What all this means is that my lungs aren’t working and will work less and less into the future. The COPD and emphysema have reduced my lung capability to 80% and my MS also to about 80%, put together and my lungs are functioning at about 60% over all. So what happens now if I am honest, I don’t really know, I have two very different and difficult lines of thought to bring together. If I continue to smoke I could live for another 10yrs, but within 2 years smoking or not I will probably need oxygen at home, something they won’t be able to give me because I smoke. If I stop smoking well that would improve and possibly eventually remove the COPD, but my MS would continue to do it’s damage.

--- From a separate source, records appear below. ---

use mix_optim::catalog::{IngredientCategory, InMemoryCatalog, IngredientData};
use mix_optim::math::{clamp, safe_divide};
use mix_optim::metrics::{calc_metrics_v2_with, CalcOptions, MetricsV2};
use mix_optim::optim::balancer::{balance, AdjustmentReason, BalanceOptions, SourceSelection, DEFAULT_CONVERGENCE_TOLERANCE};
use mix_optim::optim::feasibility::{classify, diagnose_feasibility, DiagnosisOptions, Verdict};
use mix_optim::params::profiles::{effective_builtin, list_profiles};
use mix_optim::params::{Dimension, EffectiveParameters, ParameterSet, ProductBands, ProductType, Range, SugarCoeff};
use mix_optim::recipe::RecipeIngredient;
use proptest::prelude::*;

fn fixed_catalog() -> InMemoryCatalog {
    vec![
        IngredientData::new("milk").with_fat(3.5).with_msnf(8.5),
        IngredientData::new("cream").with_fat(35.0),
        IngredientData::new("sucrose").with_sugars(100.0, "sucrose"),
        IngredientData::new("water"),
    ]
    .into_iter()
    .collect()
}

fn fat_band_params(band: Range) -> EffectiveParameters {
    let mut set = ParameterSet {
        id: "prop".to_string(),
        version: "1".to_string(),
        ..Default::default()
    };
    set.sugar.insert("sucrose".to_string(), SugarCoeff { sp: 1.0, pac: 1.0 });
    set.bands.insert(
        ProductType::IceCream,
        ProductBands {
            fat: Some(band),
            ..Default::default()
        },
    );
    EffectiveParameters::from_parameter_set(set)
}

fn lean_base(cream: f64) -> Vec<RecipeIngredient> {
    vec![
        RecipeIngredient::new("milk", 500.0),
        RecipeIngredient::new("cream", cream),
        RecipeIngredient::new("sucrose", 150.0),
        RecipeIngredient::new("water", 250.0),
    ]
}

fn dairy_catalog() -> InMemoryCatalog {
    vec![
        IngredientData::new("milk").with_fat(3.5).with_msnf(8.5),
        IngredientData::new("cream").with_fat(35.0),
        IngredientData::new("smp").with_fat(1.0).with_msnf(97.0),
        IngredientData::new("sucrose").with_sugars(100.0, "sucrose"),
        IngredientData::new("dextrose").with_sugars(100.0, "dextrose"),
        IngredientData::new("water"),
        IngredientData::new("lbg")
            .with_category(IngredientCategory::Stabilizer)
            .with_other_solids(100.0),
    ]
    .into_iter()
    .collect()
}

const MIX_IDS: [&str; 7] = ["milk", "cream", "smp", "sucrose", "dextrose", "water", "lbg"];

fn within_tolerance(value: f64, band: Range) -> bool {
    let slack = 1e-9 + DEFAULT_CONVERGENCE_TOLERANCE * band.min().abs().max(band.max().abs());
    band.contains_within(value, slack)
}

fn composition() -> impl Strategy<Value = (f64, f64, f64, f64)> {
    (0.0..60.0f64, 0.0..60.0f64, 0.0..60.0f64, 0.0..60.0f64)
}

fn selection() -> impl Strategy<Value = SourceSelection> {
    prop_oneof![
        Just(SourceSelection::StrongestCoefficient),
        Just(SourceSelection::GreatestLeverage),
    ]
}

proptest! {
    #[test]
    fn safe_divide_is_total(a in any::<f64>(), b in any::<f64>(), fallback in -1e6..1e6f64) {
        let q = safe_divide(a, b, fallback);
        prop_assert!(q.is_finite());
        prop_assert_eq!(safe_divide(a, 0.0, fallback), fallback);
    }

    #[test]
    fn clamp_stays_in_range(n in any::<f64>(), lo in -1e6..1e6f64, width in 0.0..1e6f64) {
        let hi = lo + width;
        let c = clamp(n, lo, hi);
        prop_assert!(c >= lo && c <= hi);
    }

    #[test]
    fn totals_are_consistent(
        comps in prop::collection::vec(composition(), 1..6),
        grams in prop::collection::vec(0.0..2000.0f64, 1..6),
        evaporation in 0.0..60.0f64,
    ) {
        let catalog: InMemoryCatalog = comps
            .iter()
            .enumerate()
            .map(|(i, (fat, sugars, msnf, other))| {
                IngredientData::new(&format!("ing{}", i))
                    .with_fat(*fat)
                    .with_sugars(*sugars, "sucrose")
                    .with_msnf(*msnf)
                    .with_other_solids(*other)
            })
            .collect();
        let recipe: Vec<RecipeIngredient> = grams
            .iter()
            .enumerate()
            .map(|(i, g)| RecipeIngredient::new(&format!("ing{}", i % comps.len()), *g))
            .collect();
        let params = effective_builtin("mp-artisan-v2024", None).unwrap();
        let metrics = calc_metrics_v2_with(&recipe, &catalog, &params, &CalcOptions { evaporation_pct: evaporation });

        let t = &metrics.totals;
        let sum = t.sugars + t.fat + t.msnf + t.other;
        prop_assert!((t.total_solids - sum).abs() <= 1e-6 * sum.max(1.0));
        prop_assert!(t.total_solids <= t.total_weight);
        prop_assert!(metrics.ts_pct.is_finite() && metrics.ts_pct <= 100.0 + 1e-9);
        prop_assert!(metrics.sp.is_finite() && metrics.pac.is_finite());
    }

    #[test]
    fn diagnosis_is_idempotent(
        ts in 0.0..80.0f64, fat in 0.0..30.0f64, sugars in 0.0..40.0f64,
        msnf in 0.0..20.0f64, sp in 0.0..40.0f64, pac in 0.0..40.0f64,
    ) {
        let params = effective_builtin("science-v2025", None).unwrap();
        let metrics = MetricsV2 { ts_pct: ts, fat_pct: fat, sugars_pct: sugars, msnf_pct: msnf, sp, pac, ..Default::default() };
        for product in ProductType::ALL {
            let a = diagnose_feasibility(&metrics, product, &params);
            let b = diagnose_feasibility(&metrics, product, &params);
            prop_assert_eq!(&a, &b);
            prop_assert_eq!(a.feasible, a.failing_hard().is_empty());
        }
    }

    #[test]
    fn warn_margin_boundaries(
        lo in 0.0..50.0f64,
        width in 0.1..20.0f64,
        fraction in 0.01..0.5f64,
        inside in 0.0..1.0f64,
    ) {
        let band = Range(lo, lo + width);
        let opts = DiagnosisOptions { warn_margin_fraction: fraction, ..Default::default() };
        let margin = width * fraction;

        prop_assert_eq!(classify(lo + width * inside, band, &opts), Verdict::Pass);
        prop_assert_eq!(classify(lo - margin * 0.5, band, &opts), Verdict::Warn);
        prop_assert_eq!(classify(lo + width + margin * 0.5, band, &opts), Verdict::Warn);
        prop_assert_eq!(classify(lo - margin * 1.5, band, &opts), Verdict::Fail);
        prop_assert_eq!(classify(lo + width + margin * 1.5, band, &opts), Verdict::Fail);
    }

    #[test]
    fn balancer_converges_on_solvable_fat_band(
        lo in 2.0..25.0f64,
        width in 1.0..8.0f64,
        policy in selection(),
    ) {
        let band = Range(lo, lo + width);
        let options = BalanceOptions { source_selection: policy, ..Default::default() };
        let result = balance(&lean_base(100.0), &fixed_catalog(), ProductType::IceCream, &fat_band_params(band), &options).unwrap();

        prop_assert!(result.converged);
        prop_assert!(result.unresolved.is_empty());
        prop_assert!(within_tolerance(result.metrics.fat_pct, band));
    }

    #[test]
    fn balancer_respects_bounds_and_locks(
        bounds in prop::collection::vec((0.0..1.0f64, 0.0..300.0f64, any::<bool>()), 4),
        policy in selection(),
    ) {
        let recipe: Vec<RecipeIngredient> = lean_base(100.0)
            .into_iter()
            .zip(&bounds)
            .map(|(line, (down, up, locked))| {
                let q = line.quantity_grams;
                let line = line.with_bounds(Some(q * down), Some(q + up));
                if *locked { line.locked() } else { line }
            })
            .collect();
        let options = BalanceOptions { source_selection: policy, ..Default::default() };
        let result = balance(&recipe, &fixed_catalog(), ProductType::IceCream, &fat_band_params(Range(10.0, 16.0)), &options).unwrap();

        for (before, after) in recipe.iter().zip(&result.recipe) {
            let (min, max) = before.gram_bounds();
            prop_assert!(after.quantity_grams >= min - 1e-9 && after.quantity_grams <= max + 1e-9);
            if before.locked {
                prop_assert_eq!(after.quantity_grams, before.quantity_grams);
            }
        }
        prop_assert_eq!(result.converged, result.feasibility.feasible);
        prop_assert_eq!(result.converged, result.unresolved.is_empty());
        if !result.converged {
            prop_assert_eq!(&result.unresolved, &vec![Dimension::Fat]);
        }
    }

    #[test]
    fn strongest_coefficient_reaches_for_cream_first(cream in 0.0..120.0f64) {
        let result = balance(
            &lean_base(cream),
            &fixed_catalog(),
            ProductType::IceCream,
            &fat_band_params(Range(10.0, 16.0)),
            &BalanceOptions::default(),
        )
        .unwrap();
        prop_assert_eq!(result.adjustments[0].ingredient_id.as_str(), "cream");
        prop_assert!(result.converged);
    }

    #[test]
    fn balancer_pulls_out_of_bounds_starts_inside(
        caps in prop::collection::vec((0.05..0.95f64, any::<bool>()), 4),
        policy in selection(),
    ) {
        // every capped line starts above its own maxGrams
        let recipe: Vec<RecipeIngredient> = lean_base(100.0)
            .into_iter()
            .zip(&caps)
            .map(|(line, (share, capped))| {
                let q = line.quantity_grams;
                if *capped { line.with_bounds(None, Some(q * share)) } else { line }
            })
            .collect();
        let options = BalanceOptions { source_selection: policy, ..Default::default() };
        let result = balance(&recipe, &fixed_catalog(), ProductType::IceCream, &fat_band_params(Range(10.0, 16.0)), &options).unwrap();

        for (before, after) in recipe.iter().zip(&result.recipe) {
            let (min, max) = before.gram_bounds();
            prop_assert!(after.quantity_grams >= min - 1e-9 && after.quantity_grams <= max + 1e-9);
        }
        let pulled = result.adjustments.iter().filter(|a| a.reason == AdjustmentReason::Bounds).count();
        prop_assert_eq!(pulled, caps.iter().filter(|(_, capped)| *capped).count());
        prop_assert_eq!(result.converged, result.feasibility.feasible);
    }
}

proptest! {
    #![proptest_config(ProptestConfig {
        cases: 24,
        .. ProptestConfig::default()
    })]

    #[test]
    fn balancer_converges_on_builtin_profiles_from_any_start(
        grams in prop::collection::vec(1.0..800.0f64, 6),
        stabilizer in 1.0..20.0f64,
        policy in selection(),
    ) {
        let recipe: Vec<RecipeIngredient> = MIX_IDS
            .iter()
            .zip(grams.iter().chain(std::iter::once(&stabilizer)))
            .map(|(id, g)| RecipeIngredient::new(id, *g))
            .collect();
        let options = BalanceOptions { source_selection: policy, ..Default::default() };

        for profile in list_profiles() {
            let params = effective_builtin(&profile.id, None).unwrap();
            for product in ProductType::ALL {
                let result = balance(&recipe, &dairy_catalog(), product, &params, &options).unwrap();
                prop_assert!(result.converged, "{} / {} from {:?}: {:?}", profile.id, product, grams, result.unresolved);
                let bands = params.bands_for(product).cloned().unwrap_or_default();
                for dim in Dimension::HARD {
                    if let Some(band) = bands.band(dim) {
                        prop_assert!(within_tolerance(result.metrics.value(dim), band));
                    }
                }
            }
        }
    }
}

He didn’t try to lecture me and only really went into full details because Adam kept asking questions that I probably wouldn’t have asked. The doctor did repeatably say that he would fully understand if I continued smoking, as as he put it I have been dealt a “shitty hand in life” and he wasn’t going to push me into anything. Right now I just don’t know, I know that many will not understand that at all, but I need to get this into my head and start taking the new inhalers and medication he has prescribed, which I should have with me in the next could of days.
I still have more to write about yesterday but what I am going to do is stop here and once I have everything else done I will start writing what will form tomorrows post. I am only half way through but I need to break at this point for many reasons, but mainly I’m getting exhausted, so until tomorrow.